Most interesting however was that studies on the chick raising ability of gay penguins has found them to be fairly good parents
Studies on these gay penguin marriages, by the way, show that they haven’t affected any of the straight penguin marriages in the same aquariums and zoos. The straight penguins have continued to mate and raise their kids despite the presence of the avian sodomites.So I wonder if we continue to use penguins as moral bastions for humanity, we should be accepting of homosexuality, realise they aren't going to destroy human society (assuming penguin society is truly comparable to human society), treat them as equals and not assume that children raised by homosexuals will be horribly abused and grow up distorted? All of this is contrary to the rhetoric you often hear from conservatives in America of course, but then again, who cares about facts? Apparently the fact these penguins treck thousands of miles, have immense risks at losing their chicks to freezing, a parent dying causes the other to leave the chick to die, which is quite a moral lesson I'm sure, is even evidence of 'intelligent design'.

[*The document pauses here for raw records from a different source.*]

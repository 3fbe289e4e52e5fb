//! tsscope_options: analysis options.
//!
//! Parses the JSON options object accepted by the analyzer and provides the
//! [`AnalyzeOptions`] structure. Field names follow the camelCase spelling
//! used by linter configurations (`globalScope`, `sourceType`, ...).

use serde::{Deserialize, Serialize};
use std::fmt;
use std::str::FromStr;

/// Options for one `analyze` call.
#[derive(Debug, Clone, PartialEq, Eq, Serialize, Deserialize)]
#[serde(rename_all = "camelCase", default, deny_unknown_fields)]
pub struct AnalyzeOptions {
    /// Preset seeding the global scope with ambient library bindings.
    pub global_scope: GlobalPreset,
    /// Whether the root scope is a script's global scope or a module scope.
    pub source_type: SourceType,
    /// Treat the whole file as strict code.
    pub implied_strict: bool,
    /// Wrap a script's top level in a function scope (CommonJS wrappers).
    pub global_return: bool,
    /// Extra presets merged into the global scope after `global_scope`.
    pub lib: Vec<GlobalPreset>,
}

impl Default for AnalyzeOptions {
    fn default() -> Self {
        Self {
            global_scope: GlobalPreset::Es2022,
            source_type: SourceType::Script,
            implied_strict: false,
            global_return: false,
            lib: Vec::new(),
        }
    }
}

impl AnalyzeOptions {
    pub fn module() -> Self {
        Self {
            source_type: SourceType::Module,
            ..Self::default()
        }
    }

    pub fn with_global_scope(mut self, preset: GlobalPreset) -> Self {
        self.global_scope = preset;
        self
    }

    pub fn with_lib(mut self, preset: GlobalPreset) -> Self {
        self.lib.push(preset);
        self
    }

    /// Every preset to seed, `global_scope` first, without repeats.
    pub fn presets(&self) -> Vec<GlobalPreset> {
        let mut presets = vec![self.global_scope];
        for &preset in &self.lib {
            if !presets.contains(&preset) {
                presets.push(preset);
            }
        }
        presets
    }

    /// Modules are always strict.
    pub fn is_strict(&self) -> bool {
        self.implied_strict || self.source_type == SourceType::Module
    }
}

/// Source type of the analyzed file.
#[derive(Debug, Clone, Copy, PartialEq, Eq, Hash, Default, Serialize, Deserialize)]
#[serde(rename_all = "lowercase")]
pub enum SourceType {
    #[default]
    Script,
    Module,
}

impl SourceType {
    pub fn as_str(self) -> &'static str {
        match self {
            SourceType::Script => "script",
            SourceType::Module => "module",
        }
    }
}

impl FromStr for SourceType {
    type Err = OptionsError;

    fn from_str(s: &str) -> Result<Self, Self::Err> {
        match s {
            "script" => Ok(SourceType::Script),
            "module" => Ok(SourceType::Module),
            "commonjs" => Ok(SourceType::Script),
            _ => Err(OptionsError::UnknownSourceType(s.to_string())),
        }
    }
}

impl fmt::Display for SourceType {
    fn fmt(&self, f: &mut fmt::Formatter<'_>) -> fmt::Result {
        f.write_str(self.as_str())
    }
}

/// Named sets of ambient library bindings.
#[derive(Debug, Clone, Copy, PartialEq, Eq, Hash, PartialOrd, Ord, Serialize, Deserialize)]
#[serde(rename_all = "lowercase")]
pub enum GlobalPreset {
    None,
    Es5,
    Es2015,
    Es2020,
    Es2022,
    Browser,
    Node,
}

impl GlobalPreset {
    pub const ALL: [GlobalPreset; 7] = [
        GlobalPreset::None,
        GlobalPreset::Es5,
        GlobalPreset::Es2015,
        GlobalPreset::Es2020,
        GlobalPreset::Es2022,
        GlobalPreset::Browser,
        GlobalPreset::Node,
    ];

    pub fn as_str(self) -> &'static str {
        match self {
            GlobalPreset::None => "none",
            GlobalPreset::Es5 => "es5",
            GlobalPreset::Es2015 => "es2015",
            GlobalPreset::Es2020 => "es2020",
            GlobalPreset::Es2022 => "es2022",
            GlobalPreset::Browser => "browser",
            GlobalPreset::Node => "node",
        }
    }
}

impl FromStr for GlobalPreset {
    type Err = OptionsError;

    fn from_str(s: &str) -> Result<Self, Self::Err> {
        let lower = s.to_ascii_lowercase();
        GlobalPreset::ALL
            .into_iter()
            .find(|p| p.as_str() == lower)
            .ok_or_else(|| OptionsError::UnknownPreset(s.to_string()))
    }
}

impl fmt::Display for GlobalPreset {
    fn fmt(&self, f: &mut fmt::Formatter<'_>) -> fmt::Result {
        f.write_str(self.as_str())
    }
}

#[derive(Debug, thiserror::Error)]
pub enum OptionsError {
    #[error("unknown global scope preset '{0}'")]
    UnknownPreset(String),
    #[error("unknown source type '{0}'")]
    UnknownSourceType(String),
    #[error("invalid analyzer options: {0}")]
    Json(#[from] serde_json::Error),
    #[error("cannot read options file '{path}': {source}")]
    Io {
        path: String,
        #[source]
        source: std::io::Error,
    },
}

/// Parse analyzer options from a JSON string. Missing fields take their
/// defaults.
pub fn parse_options(content: &str) -> Result<AnalyzeOptions, OptionsError> {
    Ok(serde_json::from_str(content)?)
}

/// Parse analyzer options from a JSON file.
pub fn parse_options_file(path: &str) -> Result<AnalyzeOptions, OptionsError> {
    let content = std::fs::read_to_string(path).map_err(|source| OptionsError::Io {
        path: path.to_string(),
        source,
    })?;
    parse_options(&content)
}

#[cfg(test)]
mod tests {
    use super::*;

    #[test]
    fn test_defaults() {
        let options = parse_options("{}").unwrap();
        assert_eq!(options, AnalyzeOptions::default());
        assert_eq!(options.global_scope, GlobalPreset::Es2022);
        assert_eq!(options.source_type, SourceType::Script);
        assert!(!options.is_strict());
    }

    #[test]
    fn test_camel_case_fields() {
        let options = parse_options(
            r#"{ "globalScope": "browser", "sourceType": "module", "impliedStrict": true, "lib": ["node"] }"#,
        )
        .unwrap();
        assert_eq!(options.global_scope, GlobalPreset::Browser);
        assert_eq!(options.source_type, SourceType::Module);
        assert!(options.implied_strict);
        assert_eq!(options.presets(), vec![GlobalPreset::Browser, GlobalPreset::Node]);
    }

    #[test]
    fn test_unknown_field_rejected() {
        let err = parse_options(r#"{ "ecmaVersion": 2020 }"#).unwrap_err();
        assert!(matches!(err, OptionsError::Json(_)));
    }

    #[test]
    fn test_unknown_preset_rejected() {
        assert!(parse_options(r#"{ "globalScope": "deno" }"#).is_err());
        assert!(matches!(
            "deno".parse::<GlobalPreset>(),
            Err(OptionsError::UnknownPreset(_))
        ));
    }

    #[test]
    fn test_from_str() {
        assert_eq!("ES2015".parse::<GlobalPreset>().unwrap(), GlobalPreset::Es2015);
        assert_eq!("module".parse::<SourceType>().unwrap(), SourceType::Module);
        assert!("esm".parse::<SourceType>().is_err());
    }

    #[test]
    fn test_presets_deduplicated() {
        let options = AnalyzeOptions::default()
            .with_lib(GlobalPreset::Es2022)
            .with_lib(GlobalPreset::Node);
        assert_eq!(options.presets(), vec![GlobalPreset::Es2022, GlobalPreset::Node]);
    }

    #[test]
    fn test_missing_file() {
        let err = parse_options_file("/nonexistent/tsscope.json").unwrap_err();
        assert!(matches!(err, OptionsError::Io { .. }));
    }
}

Once again, just a brilliant example of cherry picking the facts to say what you want them too rather than what reality is really like. That reality is unfortunately, one where these animals make a long harrowing journey over thousands of miles in the worst conditions imaginable. They then spend all of their effort raising usually a single chick whose life hangs on a thread on numerous factors. It's a system that ultimately only appears wasteful when we humans view it with our anthropoentric lenses on, but is one that ultimately works because this is the sort of idiosyncratic system that nature ultimately builds.